民主党の支持率低下が止まらない。むしろ私には、「そもそも期待が大きすぎたのでは?」、と感じる。思うに、民主党が苦戦する理由は、小泉改革が不徹底だったからだ。コンクリートから人へ、って難しい。公共事業の予算を削りながら、福祉予算を増やすのは大変なことだ。他の先進国では、財政赤字→新保守主義による徹底的に小さな政府→格差問題と貧困問題で左派政権ができて福祉の充実、というように、小さな政府、いってみれば"無"の時代を経由している。古い時代の大きな政府から、小さな政府を経て、新しい時代の大きな政府に転換している。ところが、自民党が「古い時代の大きな政府」を主張する人たちと「小さな政府」を主張する人たちの寄せ集めなもんだから、「小さな政府」化がイマイチのまま政権交代してしまった。したがって、民主党には、「無駄を削りながら福祉を拡充する」、という二律背反しかねない難題が科されている。しかも、民主党は「新しい時代の大きな政府」を目標としているのに、「古い時代の大きな政府」をテーゼとする国民新党と組んでしまった。うまくいくわけがない。
同じようなジレンマでよく取り上げられる話題がある。工学は傲慢だ、という話だ。工学の分野では、「トラブルがあったらシャットダウンする」ことが常識である。機械が壊れても、通電したまま修理したりしない。
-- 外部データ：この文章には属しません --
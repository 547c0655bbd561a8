use std::time::Duration;

use async_trait::async_trait;
use base64::{Engine as _, engine::general_purpose};
use http::header::AUTHORIZATION;
use url::Url;
use zeroize::Zeroizing;

use crate::config::TokenProviderConfig;
use crate::credential::MAX_TOKEN_LIFETIME;
use crate::error::AuthError;
use crate::http_error::format_http_error;
use crate::types::{ClientAuthMethod, OAuthErrorBody, SecretString, TokenResponse};

const HTTP_ERROR_PREFIX: &str = "OAuth2 token";

/// A freshly issued access token and its lifetime.
#[derive(Debug, Clone)]
pub struct IssuedToken {
    pub access_token: SecretString,
    pub lifetime: Duration,
}

/// Something that can issue access tokens.
///
/// [`TokenProvider`](crate::TokenProvider) calls this only when its cache
/// cannot answer.
#[async_trait]
pub trait TokenSource: Send + Sync {
    /// Request one new token.
    ///
    /// # Errors
    /// Returns an [`AuthError`] describing why no token was issued.
    async fn request_token(&self) -> Result<IssuedToken, AuthError>;
}

/// Client-credentials grant against `<base_url>/oauth2/token`.
pub struct OAuthTokenSource {
    client: rmc_http::HttpClient,
    token_endpoint: Url,
    client_id: String,
    client_secret: SecretString,
    scope: Option<String>,
    auth_method: ClientAuthMethod,
    extra_headers: Vec<(String, String)>,
    default_ttl: Duration,
}

impl OAuthTokenSource {
    /// Build a source from validated configuration.
    ///
    /// # Errors
    /// Returns `AuthError::Config` for invalid configuration or
    /// `AuthError::Http` if the HTTP client cannot be built.
    pub fn new(config: &TokenProviderConfig) -> Result<Self, AuthError> {
        config.validate()?;
        let token_endpoint = config.token_endpoint()?;

        let http_config = config
            .http_config
            .clone()
            .unwrap_or_else(rmc_http::HttpClientConfig::token_endpoint);
        let client = rmc_http::HttpClientBuilder::with_config(http_config)
            .build()
            .map_err(|e| AuthError::Http(format_http_error(&e, HTTP_ERROR_PREFIX)))?;

        Ok(Self {
            client,
            token_endpoint,
            client_id: config.client_id.clone(),
            client_secret: config.client_secret.clone(),
            scope: config.scope_param(),
            auth_method: config.auth_method,
            extra_headers: config.extra_headers.clone(),
            default_ttl: config.default_ttl,
        })
    }

    #[must_use]
    pub fn token_endpoint(&self) -> &Url {
        &self.token_endpoint
    }
}

#[async_trait]
impl TokenSource for OAuthTokenSource {
    async fn request_token(&self) -> Result<IssuedToken, AuthError> {
        let http_err = |e: rmc_http::HttpError| AuthError::Http(format_http_error(&e, HTTP_ERROR_PREFIX));

        let mut fields: Vec<(&str, &str)> = vec![("grant_type", "client_credentials")];

        // Scrubbed on drop
        let secret;
        if self.auth_method == ClientAuthMethod::Form {
            secret = Zeroizing::new(self.client_secret.expose().to_owned());
            fields.push(("client_id", &self.client_id));
            fields.push(("client_secret", &secret));
        }
        if let Some(ref scope) = self.scope {
            fields.push(("scope", scope));
        }

        let mut request = self.client.post(self.token_endpoint.as_str());
        if self.auth_method == ClientAuthMethod::Basic {
            let credentials = Zeroizing::new(format!(
                "{}:{}",
                self.client_id,
                self.client_secret.expose()
            ));
            let header = Zeroizing::new(format!(
                "Basic {}",
                general_purpose::STANDARD.encode(credentials.as_bytes())
            ));
            request = request.sensitive_header(AUTHORIZATION.as_str(), &header);
        }
        for (name, value) in &self.extra_headers {
            request = request.sensitive_header(name, value);
        }

        tracing::debug!(endpoint = %self.token_endpoint, "requesting access token");
        let response = request
            .form(&fields)
            .map_err(http_err)?
            .send()
            .await
            .map_err(http_err)?;

        let status = response.status();
        if !status.is_success() {
            // Only the RFC 6749 error fields leave this function, never the body
            let body = response.bytes().await.unwrap_or_default();
            let oauth: OAuthErrorBody = serde_json::from_slice(&body).unwrap_or_default();
            tracing::warn!(
                status = status.as_u16(),
                error = oauth.error.as_deref().unwrap_or(""),
                "token endpoint rejected the request"
            );
            return Err(AuthError::Status {
                status,
                error: oauth.error,
                description: oauth.error_description,
            });
        }

        let body = response.bytes().await.map_err(http_err)?;
        let token: TokenResponse = serde_json::from_slice(&body).map_err(|e| {
            AuthError::InvalidResponse(format!("token response is not valid JSON: {e}"))
        })?;

        if let Some(ref tt) = token.token_type
            && !tt.eq_ignore_ascii_case("bearer")
        {
            return Err(AuthError::UnsupportedTokenType(tt.clone()));
        }
        if token.access_token.is_empty() {
            return Err(AuthError::InvalidResponse("access_token is empty".into()));
        }

        let lifetime = token
            .expires_in
            .map_or(self.default_ttl, Duration::from_secs);
        if lifetime > MAX_TOKEN_LIFETIME {
            return Err(AuthError::InvalidResponse(format!(
                "expires_in of {}s exceeds the {}s maximum",
                lifetime.as_secs(),
                MAX_TOKEN_LIFETIME.as_secs()
            )));
        }
        tracing::info!(
            expires_in = lifetime.as_secs(),
            defaulted = token.expires_in.is_none(),
            "access token issued"
        );

        Ok(IssuedToken {
            access_token: SecretString::new(token.access_token),
            lifetime,
        })
    }
}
道路を造りなおすときは通行止めにする。一方で、生物学や医学は、対象(患者)の代謝を完全に止めて処置することはできない。人工心肺を回しはするが、患者の代謝が止まっているわけではない。一方、工学でも最近は事情がちょっと違うようだ。例えば橋を造りなおすときに、従来は通行止めにして造りなおしていた。しかし、いまは開通したまま造りなおす工法(片道通行とかそういうんじゃなくて)も発達している。だが、やはりコストは10倍以上もかかるらしい。工学者が支配する産業界が環境悪化に鈍感なのは、「いざとなったらリセットすればいい」という潜在意識があるからだ、という考察もある。
話がそれたが、「橋を部分開通しながら造りなおすとコストが10倍かかる」というのがキモだ。民主党政権に、サッチャー&ニクソンの保守主義と、ブレア&クリントンのオリーブの樹を同時に期待するのは、いくらなんでも押しつけがましいのではないだろうか。ちなみに、良くも悪くも世界の一歩先を行くアメリカは、ニクソン→クリントン→ブッシュJr→オバマと、日本が未だに到達できない変化をもう2周もしてしまった。
早い段階で、「小さな政府を目指す政党」と「新しいタイプの大きな政府を目指す政党」に政界再編するべきだ。もちろん「古いタイプの大きな政府を目指す政党」に議席はいらない。私は職業的背景からも大きな政府を支持するが、小さな政府の時代を経由する必要性を認識している。